The young visitors head to Shanghai Disney Resort to buy LinaBell dolls, they go to popular bakeries for breads and cakes they can't buy at home, they ferret cultural products at sightseeing venues.

A Xiaohongshu user calling herself "Cream Pilot," who hails from the northern city of Tianjin, said she bought more than 20 loaves of specialty breads in Shanghai to take home.

"I have a sweet tooth and eat sugary snacks for breakfast every morning," she wrote. "I took scones and bagels back and will share them with my friends at home. Here you can find high-quality bakeries everywhere, and many of them provides products at lower prices than those in Tianjin."

If you can't find it in Shanghai, you can't find it anywhere

Left: A Wuxi resident headed for Shanghai Disney Resort to buy LinaBell dolls. Right: A fridge magnet shaped like the historical Wukang Building is considered a Shanghai specialty souvenir.

A Wuxi uploader bought eight LinaBell dolls in different sizes and versions from Shanghai Disney Resort, calling them "specialties from Shanghai."

"It was perfect," she wrote. "I got all different sizes of the dolls."

When visiting Wukang Building, a popular historical building in Shanghai, an uploader using the screen name Yuanyishaonu reported buying a set of fridge magnets, one in the shape of the building.

It seems almost anything can qualify as a "novelty souvenir." The purchases out-of-towners take home also include coffee, replications of animated characters, bookmarks and even programs from shows and exhibitions.

Xing Jianrong, a researcher at the Shanghai Archives, has pointed out that Shanghai historically was a city of immigrants, and the melting pot of cultures brought in new products that eventually morphed into Shanghai specialties.

He noted that traditional local snacks like tiger paws (老虎脚爪), yellow crab shell (蟹壳黄) and fried buns (生煎包) actually originated in Jiangsu and Zhejiang provinces but became associated with Shanghai because of the city's artful packaging and promotion.

In 2014, the local newspaper Xinmin Evening News listed spiced beans, White Rabbit brand candy and Nanxiang steamed buns as the three old Shanghai specialties.

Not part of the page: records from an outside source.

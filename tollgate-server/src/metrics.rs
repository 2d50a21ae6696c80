//! Simple metrics collection for observability
//!
//! Lightweight atomic counters for admission outcomes, exported in
//! Prometheus text format. Store occupancy is read from the store at export
//! time rather than mirrored here.

use std::fmt::Write;
use std::sync::atomic::{AtomicU64, Ordering};
use std::time::Instant;
use tollgate::StoreSnapshot;

/// Outcome of one pass through the admission middleware
#[derive(Debug, Clone, Copy, PartialEq, Eq)]
pub enum Decision {
    Allowed,
    Denied,
    /// No client identifier could be determined
    Unidentified,
    /// The admission store returned an error
    Error,
}

/// Core metrics collected by the server
pub struct Metrics {
    /// Server start time
    start_time: Instant,

    /// Total requests that reached the admission middleware
    pub total_requests: AtomicU64,

    /// Admission outcomes
    pub requests_allowed: AtomicU64,
    pub requests_denied: AtomicU64,
    pub requests_unidentified: AtomicU64,
    pub requests_errors: AtomicU64,
}

impl Metrics {
    /// Create a new metrics instance
    pub fn new() -> Self {
        Self {
            start_time: Instant::now(),
            total_requests: AtomicU64::new(0),
            requests_allowed: AtomicU64::new(0),
            requests_denied: AtomicU64::new(0),
            requests_unidentified: AtomicU64::new(0),
            requests_errors: AtomicU64::new(0),
        }
    }

    /// Record one admission outcome
    pub fn record(&self, decision: Decision) {
        self.total_requests.fetch_add(1, Ordering::Relaxed);

        let counter = match decision {
            Decision::Allowed => &self.requests_allowed,
            Decision::Denied => &self.requests_denied,
            Decision::Unidentified => &self.requests_unidentified,
            Decision::Error => &self.requests_errors,
        };
        counter.fetch_add(1, Ordering::Relaxed);
    }

    /// Get server uptime in seconds
    pub fn uptime_seconds(&self) -> u64 {
        self.start_time.elapsed().as_secs()
    }

    /// Percentage of identified requests that were denied
    pub fn denial_rate_percent(&self) -> f64 {
        let allowed = self.requests_allowed.load(Ordering::Relaxed);
        let denied = self.requests_denied.load(Ordering::Relaxed);
        let decided = allowed + denied;
        if decided == 0 {
            0.0
        } else {
            denied as f64 * 100.0 / decided as f64
        }
    }

    /// Export metrics in Prometheus text format
    pub fn export_prometheus(&self, store: Option<StoreSnapshot>) -> String {
        let mut output = String::with_capacity(1024);

        metric(
            &mut output,
            "tollgate_uptime_seconds",
            "Time since server start in seconds",
            "gauge",
            self.uptime_seconds(),
        );
        metric(
            &mut output,
            "tollgate_requests_total",
            "Total number of requests checked for admission",
            "counter",
            self.total_requests.load(Ordering::Relaxed),
        );

        output.push_str("# HELP tollgate_decisions_total Admission decisions by outcome\n");
        output.push_str("# TYPE tollgate_decisions_total counter\n");
        for (outcome, counter) in [
            ("allowed", &self.requests_allowed),
            ("denied", &self.requests_denied),
            ("unidentified", &self.requests_unidentified),
            ("error", &self.requests_errors),
        ] {
            let _ = writeln!(
                output,
                "tollgate_decisions_total{{outcome=\"{outcome}\"}} {}",
                counter.load(Ordering::Relaxed)
            );
        }
        output.push('\n');

        output.push_str(
            "# HELP tollgate_denial_rate_percent Share of identified requests that were denied\n",
        );
        output.push_str("# TYPE tollgate_denial_rate_percent gauge\n");
        let _ = writeln!(
            output,
            "tollgate_denial_rate_percent {:.2}\n",
            self.denial_rate_percent()
        );

        // Store metrics
        if let Some(snapshot) = store {
            metric(
                &mut output,
                "tollgate_tracked_clients",
                "Client identifiers currently holding bucket state",
                "gauge",
                snapshot.identifiers,
            );
            metric(
                &mut output,
                "tollgate_sweeps_total",
                "Idle-client sweeps run",
                "counter",
                snapshot.sweeps.sweeps,
            );
            metric(
                &mut output,
                "tollgate_last_sweep_evicted",
                "Clients removed by the most recent sweep",
                "gauge",
                snapshot.sweeps.last_evicted,
            );
            metric(
                &mut output,
                "tollgate_evicted_total",
                "Clients removed across all sweeps",
                "counter",
                snapshot.sweeps.total_evicted,
            );
        }

        output
    }
}

impl Default for Metrics {
    fn default() -> Self {
        Self::new()
    }
}

fn metric(output: &mut String, name: &str, help: &str, kind: &str, value: impl std::fmt::Display) {
    let _ = write!(
        output,
        "# HELP {name} {help}\n# TYPE {name} {kind}\n{name} {value}\n\n"
    );
}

Many young visitors shun the traditional.

If you can't find it in Shanghai, you can't find it anywhere
Jiang Xiaowei / SHINE

Many young out-of-town visitors shun the more traditional Shanghai specialties, such as spiced beans or pear-syrup candy sold at the Yuyuan Garden bazaar.

Liu Deyan, associate professor at the College of Tourism of Shanghai Normal University, told Shanghai Daily that she thinks domestic tourists pay more attention to local culture nowadays.

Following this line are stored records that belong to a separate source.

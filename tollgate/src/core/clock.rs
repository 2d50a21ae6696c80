//! Time sources for the admission store
//!
//! The store never calls `SystemTime::now()` directly. It asks a [`Clock`],
//! which lets tests drive time forward deterministically instead of sleeping.

use std::sync::{Arc, Mutex, PoisonError};
use std::time::{Duration, SystemTime};

/// A source of the current time
///
/// Any `Fn() -> SystemTime` closure is a clock, so a one-off time source
/// does not need its own type:
///
/// ```
/// use tollgate::{BucketConfig, MemoryStore};
/// use std::time::{Duration, SystemTime, UNIX_EPOCH};
///
/// let fixed = UNIX_EPOCH + Duration::from_secs(1_700_000_000);
/// let store = MemoryStore::with_clock(BucketConfig::default(), move || fixed);
/// ```
pub trait Clock: Send + Sync {
    /// Returns the current time as seen by this clock
    fn now(&self) -> SystemTime;
}

impl<F> Clock for F
where
    F: Fn() -> SystemTime + Send + Sync,
{
    fn now(&self) -> SystemTime {
        self()
    }
}

/// Wall clock backed by [`SystemTime::now`]
#[derive(Debug, Clone, Copy, Default)]
pub struct SystemClock;

impl Clock for SystemClock {
    fn now(&self) -> SystemTime {
        SystemTime::now()
    }
}

/// A manually driven clock
///
/// Clones share the same underlying instant, so a test can hand one clone to
/// a store and keep another to move time.
///
/// # Example
///
/// ```
/// use tollgate::ManualClock;
/// use std::time::Duration;
///
/// let clock = ManualClock::new();
/// let handle = clock.clone();
/// let start = clock.current();
///
/// handle.advance(Duration::from_millis(1500));
/// assert_eq!(clock.current(), start + Duration::from_millis(1500));
/// ```
#[derive(Debug, Clone)]
pub struct ManualClock {
    now: Arc<Mutex<SystemTime>>,
}

impl ManualClock {
    /// Creates a clock frozen at the current wall-clock time
    pub fn new() -> Self {
        Self::starting_at(SystemTime::now())
    }

    /// Creates a clock frozen at `start`
    pub fn starting_at(start: SystemTime) -> Self {
        ManualClock {
            now: Arc::new(Mutex::new(start)),
        }
    }

    /// Returns the instant the clock currently reads
    pub fn current(&self) -> SystemTime {
        *self.now.lock().unwrap_or_else(PoisonError::into_inner)
    }

    /// Moves the clock forward by `by`
    pub fn advance(&self, by: Duration) {
        let mut now = self.now.lock().unwrap_or_else(PoisonError::into_inner);
        *now += by;
    }

    /// Moves the clock backward by `by`, saturating at the Unix epoch
    pub fn rewind(&self, by: Duration) {
        let mut now = self.now.lock().unwrap_or_else(PoisonError::into_inner);
        *now = now.checked_sub(by).unwrap_or(SystemTime::UNIX_EPOCH);
    }

    /// Sets the clock to an absolute instant
    pub fn set(&self, to: SystemTime) {
        *self.now.lock().unwrap_or_else(PoisonError::into_inner) = to;
    }
}

impl Default for ManualClock {
    fn default() -> Self {
        Self::new()
    }
}

impl Clock for ManualClock {
    fn now(&self) -> SystemTime {
        self.current()
    }
}

#[cfg(test)]
mod tests {
    use super::*;
    use std::time::UNIX_EPOCH;

    #[test]
    fn test_manual_clock_clones_share_time() {
        let start = UNIX_EPOCH + Duration::from_secs(1_000);
        let clock = ManualClock::starting_at(start);
        let handle = clock.clone();

        handle.advance(Duration::from_secs(5));
        assert_eq!(clock.now(), start + Duration::from_secs(5));

        handle.rewind(Duration::from_secs(2));
        assert_eq!(clock.now(), start + Duration::from_secs(3));

        handle.set(start);
        assert_eq!(clock.now(), start);
    }

    #[test]
    fn test_manual_clock_rewind_saturates_at_epoch() {
        let clock = ManualClock::starting_at(UNIX_EPOCH + Duration::from_secs(1));
        clock.rewind(Duration::from_secs(10));
        assert_eq!(clock.now(), UNIX_EPOCH);
    }

    #[test]
    fn test_closure_is_a_clock() {
        let fixed = UNIX_EPOCH + Duration::from_secs(42);
        let clock = move || fixed;
        assert_eq!(Clock::now(&clock), fixed);
    }
}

"In the past, when people traveled to a place, they might think that local scenic spots are a must-see," she said. "But now, travel has become more casual and there is more interest in the culture of destination spots."

Modern transport, like high-speed rail and expressways have made travel between cities much easier, according to Liu.

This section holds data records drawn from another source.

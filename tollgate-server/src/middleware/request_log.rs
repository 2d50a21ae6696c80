//! Structured request logging
//!
//! Emits one event per request with the client IP, method, path, status and
//! `duration_ms`. Successful requests log at `info`, client errors (including
//! rate-limit rejections) at `warn`, server errors at `error`.

use super::peer_addr;
use crate::AppState;
use crate::client_ip::client_ip;
use axum::extract::{Request, State};
use axum::http::StatusCode;
use axum::middleware::Next;
use axum::response::Response;
use std::time::{Duration, Instant};
use tracing::Level;

pub async fn request_log(State(state): State<AppState>, request: Request, next: Next) -> Response {
    let start = Instant::now();
    let method = request.method().clone();
    let path = request.uri().path().to_owned();
    let ip = client_ip(
        request.headers(),
        peer_addr(&request),
        state.trust_proxy_headers,
    )
    .unwrap_or_else(|| "-".to_string());

    let response = next.run(request).await;

    let duration = duration_ms(start.elapsed());
    let level = level_for(response.status());
    let status = response.status().as_u16();

    // `tracing` macros need the level at compile time
    if level == Level::ERROR {
        tracing::error!(%ip, %method, %path, status, duration_ms = duration, "Request failed");
    } else if level == Level::WARN {
        tracing::warn!(%ip, %method, %path, status, duration_ms = duration, "Request rejected");
    } else {
        tracing::info!(%ip, %method, %path, status, duration_ms = duration, "Request processed");
    }

    response
}

/// Log level for a finished request: server errors at `ERROR`, client errors
/// (including rate-limit rejections) at `WARN`, everything else at `INFO`
pub fn level_for(status: StatusCode) -> Level {
    if status.is_server_error() {
        Level::ERROR
    } else if status.is_client_error() {
        Level::WARN
    } else {
        Level::INFO
    }
}

/// Milliseconds, keeping sub-millisecond precision for fast requests
pub fn duration_ms(elapsed: Duration) -> f64 {
    if elapsed < Duration::from_millis(1) {
        elapsed.as_micros() as f64 / 1000.0
    } else {
        elapsed.as_millis() as f64
    }
}
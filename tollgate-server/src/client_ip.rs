//! Client identification
//!
//! The admission store is keyed by client IP. Behind a reverse proxy the
//! socket peer is the proxy itself, so the forwarding headers can be trusted
//! instead; they are ignored unless explicitly enabled because any client
//! can set them.

use axum::http::HeaderMap;
use std::net::SocketAddr;

pub const X_FORWARDED_FOR: &str = "x-forwarded-for";
pub const X_REAL_IP: &str = "x-real-ip";

/// Determine the identifier to rate limit a request by
///
/// With `trust_proxy_headers`, the first entry of `X-Forwarded-For` wins,
/// then `X-Real-IP`. Otherwise (or when neither header is usable) the
/// socket peer address is used. Returns `None` when nothing identifies the
/// client.
pub fn client_ip(
    headers: &HeaderMap,
    peer: Option<SocketAddr>,
    trust_proxy_headers: bool,
) -> Option<String> {
    if trust_proxy_headers {
        if let Some(ip) = forwarded_for(headers).or_else(|| real_ip(headers)) {
            return Some(ip);
        }
    }

    peer.map(|addr| addr.ip().to_string())
}

fn forwarded_for(headers: &HeaderMap) -> Option<String> {
    let value = headers.get(X_FORWARDED_FOR)?.to_str().ok()?;
    value
        .split(',')
        .map(str::trim)
        .find(|entry| !entry.is_empty())
        .map(str::to_owned)
}

fn real_ip(headers: &HeaderMap) -> Option<String> {
    let value = headers.get(X_REAL_IP)?.to_str().ok()?.trim();
    (!value.is_empty()).then(|| value.to_owned())
}
//! Passthrough forwarding to the model server
//!
//! Resolution is a pure mapping from the matched route and the incoming
//! headers to a [`RedirectTarget`]; [`Forwarder`] then replays the request
//! against that target and hands the upstream response back unmodified.

use axum::{
    body::{Body, Bytes},
    http::{header, HeaderMap, HeaderName, HeaderValue, Method},
    response::Response,
};
use futures::StreamExt;
use reqwest::{Client, Url};
use tracing::{debug, warn};

use crate::config::UpstreamConfig;
use crate::error::{AppError, Result};
use crate::upstream::routes::RouteTable;

/// Headers scoped to a single connection, never forwarded by a proxy
const HOP_BY_HOP: [&str; 9] = [
    "connection",
    "keep-alive",
    "proxy-authenticate",
    "proxy-authorization",
    "proxy-connection",
    "te",
    "trailer",
    "transfer-encoding",
    "upgrade",
];

/// Routes whose only behavior is forwarding to the model server
#[derive(Debug, Clone, Copy, PartialEq, Eq)]
pub enum PassthroughRoute {
    /// `/v2/models/`
    Models,
    /// `/v2/models/:name/status`
    Status,
    /// `/v2/models/:name/infer`
    Infer,
    /// `/v2/models/:name/explain`
    Explain,
}

impl PassthroughRoute {
    pub fn upstream_url<'a>(&self, routes: &'a RouteTable) -> &'a Url {
        match self {
            PassthroughRoute::Models => routes.base_url(),
            PassthroughRoute::Status => routes.status(),
            PassthroughRoute::Infer => routes.infer(),
            PassthroughRoute::Explain => routes.explain(),
        }
    }
}

/// Where and with which headers a passthrough request is replayed
#[derive(Debug, Clone)]
pub struct RedirectTarget {
    pub url: Url,
    pub headers: HeaderMap,
}

/// Map an incoming passthrough request onto the upstream.
///
/// The incoming model name segment is ignored; the configured model is always
/// targeted. Query strings survive, `Host` is rewritten, hop-by-hop headers are
/// dropped and everything else passes through.
pub fn resolve_redirect(
    route: PassthroughRoute,
    routes: &RouteTable,
    query: Option<&str>,
    incoming: &HeaderMap,
) -> RedirectTarget {
    let mut url = route.upstream_url(routes).clone();
    url.set_query(query);

    let mut headers = strip_hop_by_hop(incoming);
    headers.remove(header::CONTENT_LENGTH);
    if let Some(authority) = authority(&url) {
        if let Ok(value) = HeaderValue::from_str(&authority) {
            headers.insert(header::HOST, value);
        }
    }

    RedirectTarget { url, headers }
}

fn authority(url: &Url) -> Option<String> {
    let host = url.host_str()?;
    Some(match url.port() {
        Some(port) => format!("{}:{}", host, port),
        None => host.to_string(),
    })
}

fn strip_hop_by_hop(headers: &HeaderMap) -> HeaderMap {
    // Headers named in `Connection` are hop-by-hop as well
    let listed: Vec<HeaderName> = headers
        .get_all(header::CONNECTION)
        .iter()
        .filter_map(|v| v.to_str().ok())
        .flat_map(|v| v.split(','))
        .filter_map(|name| HeaderName::from_bytes(name.trim().as_bytes()).ok())
        .collect();

    let mut out = headers.clone();
    for name in HOP_BY_HOP {
        out.remove(name);
    }
    for name in listed {
        out.remove(name);
    }
    out
}

/// Replays requests against a [`RedirectTarget`]
#[derive(Clone)]
pub struct Forwarder {
    client: Client,
    max_request_bytes: usize,
}

impl Forwarder {
    pub fn new(config: &UpstreamConfig) -> Result<Self> {
        let client = Client::builder()
            .timeout(config.timeout())
            .redirect(reqwest::redirect::Policy::none())
            .build()
            .map_err(|e| AppError::Internal(format!("Failed to create HTTP client: {}", e)))?;

        Ok(Self {
            client,
            max_request_bytes: config.max_request_bytes,
        })
    }

    /// Forward the request and stream the upstream response back
    pub async fn forward(&self, method: Method, target: RedirectTarget, body: Body) -> Result<Response> {
        let body = read_bounded(body, self.max_request_bytes).await?;

        debug!(method = %method, url = %target.url, "Forwarding request upstream");

        let upstream = self
            .client
            .request(method, target.url.clone())
            .headers(target.headers)
            .body(body)
            .send()
            .await
            .map_err(|e| {
                warn!(url = %target.url, error = %e, "Upstream request failed");
                AppError::Proxy(e.to_string())
            })?;

        let status = upstream.status();
        let headers = strip_hop_by_hop(upstream.headers());

        let mut response = Response::new(Body::from_stream(upstream.bytes_stream()));
        *response.status_mut() = status;
        *response.headers_mut() = headers;

        Ok(response)
    }
}

/// Buffer a request body, failing with 413 once it grows past `limit`
async fn read_bounded(body: Body, limit: usize) -> Result<Bytes> {
    let mut stream = body.into_data_stream();
    let mut buf = Vec::new();

    while let Some(chunk) = stream.next().await {
        let chunk = chunk
            .map_err(|e| AppError::InvalidRequest(format!("Failed to read request body: {}", e)))?;
        if buf.len() + chunk.len() > limit {
            return Err(AppError::PayloadTooLarge(limit));
        }
        buf.extend_from_slice(&chunk);
    }

    Ok(Bytes::from(buf))
}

"It's simply more convenient for more people to come to Shanghai on weekends," she said.

The city is also very adept in promoting tourism and touting its culture and vast array of specialty products.

"People think that when they come to Shanghai, a city that draws in things from all over the world, they will find whatever they want," Liu said.

It does give the city the gloss of a thriving, exciting hub of limitless diversion. It's a place to shop for things not found at home, a place to sample cuisines from around the country and around the world, a place to enjoy the creative output of artistic talent that congregates here and a place to attend world-famous performances and exhibitions.

And all of this wonderland gets recorded online in videos and chat groups, spreading its charm far and wide.

And why not? We Shanghai natives have long known that our city is special in more ways than just trendy new souvenirs. There is a heart and soul here that's hard to resist.